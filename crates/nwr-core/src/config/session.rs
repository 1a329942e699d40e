//! Session storage and signing configuration.

use serde::{Deserialize, Serialize};
use std::path::PathBuf;
use std::time::Duration;

use super::ConfigError;

/// Default storage key for the persisted session.
pub const DEFAULT_SESSION_KEY: &str = "nwr_audit_user";

/// Longest accepted session lifetime (100 years).
pub const MAX_SESSION_TTL: Duration = Duration::from_secs(100 * 365 * 24 * 60 * 60);

/// Configuration for persisted sessions.
#[derive(Debug, Clone, Serialize, Deserialize)]
pub struct SessionConfig {
    /// Storage key: the cookie name in the dashboard, the file name in the CLI.
    #[serde(default = "default_key")]
    pub key: String,

    /// Session lifetime (e.g. "8h", "30m"). Sessions never expire when unset.
    #[serde(default)]
    pub ttl: Option<String>,

    /// Mark the session cookie `Secure`.
    #[serde(default)]
    pub secure_cookie: bool,

    /// Environment variable containing the signing key (hex-encoded).
    #[serde(default)]
    pub private_key_env: Option<String>,

    /// Path to the signing key file.
    #[serde(default)]
    pub private_key_file: Option<PathBuf>,
}

impl Default for SessionConfig {
    fn default() -> Self {
        Self {
            key: default_key(),
            ttl: None,
            secure_cookie: false,
            private_key_env: None,
            private_key_file: None,
        }
    }
}

impl SessionConfig {
    /// Parse the configured lifetime.
    pub fn ttl(&self) -> Result<Option<Duration>, ConfigError> {
        self.ttl
            .as_deref()
            .map(|raw| {
                let ttl = humantime::parse_duration(raw)
                    .map_err(|e| ConfigError::Config(format!("invalid session ttl '{raw}': {e}")))?;
                if ttl > MAX_SESSION_TTL {
                    return Err(ConfigError::Config(format!(
                        "session ttl '{raw}' exceeds the maximum of {}",
                        humantime::format_duration(MAX_SESSION_TTL)
                    )));
                }
                Ok(ttl)
            })
            .transpose()
    }

    /// Resolve the signing key from environment or file.
    pub fn resolve_private_key(&self) -> Result<Option<String>, std::io::Error> {
        if let Some(env_var) = &self.private_key_env
            && let Ok(key) = std::env::var(env_var)
        {
            return Ok(Some(key.trim().to_string()));
        }

        if let Some(path) = &self.private_key_file
            && path.exists()
        {
            let key = std::fs::read_to_string(path)?;
            return Ok(Some(key.trim().to_string()));
        }

        Ok(None)
    }
}

fn default_key() -> String {
    DEFAULT_SESSION_KEY.to_string()
}

#[cfg(test)]
mod tests {
    use super::*;
    use std::io::Write;
    use tempfile::NamedTempFile;

    #[test]
    fn test_ttl_parsing() {
        let mut config = SessionConfig::default();
        assert_eq!(config.ttl().unwrap(), None);

        config.ttl = Some("8h".into());
        assert_eq!(config.ttl().unwrap(), Some(Duration::from_secs(8 * 3600)));

        config.ttl = Some("soon".into());
        assert!(config.ttl().is_err());
    }

    #[test]
    fn test_ttl_beyond_maximum_is_rejected() {
        let mut config = SessionConfig {
            ttl: Some("100years".into()),
            ..Default::default()
        };
        assert!(config.ttl().unwrap().is_some());

        config.ttl = Some("1000000years".into());
        let err = config.ttl().unwrap_err();
        assert!(err.to_string().contains("exceeds the maximum"));
    }

    #[test]
    fn test_private_key_from_file() {
        let mut file = NamedTempFile::new().unwrap();
        writeln!(file, "  abcdef  ").unwrap();

        let config = SessionConfig {
            private_key_file: Some(file.path().to_path_buf()),
            ..Default::default()
        };
        assert_eq!(config.resolve_private_key().unwrap().as_deref(), Some("abcdef"));
    }

    #[test]
    fn test_missing_key_file_resolves_to_none() {
        let config = SessionConfig {
            private_key_file: Some(PathBuf::from("/nonexistent/session.key")),
            ..Default::default()
        };
        assert!(config.resolve_private_key().unwrap().is_none());
    }
}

◇ ◇ ◇ ◇ ◇ ◇ ◇

**Your goal**
Every line above with the word "Serialize" belongs in the answer, copied as written.

**Solution**
use serde::{Deserialize, Serialize};
#[derive(Debug, Clone, Serialize, Deserialize)]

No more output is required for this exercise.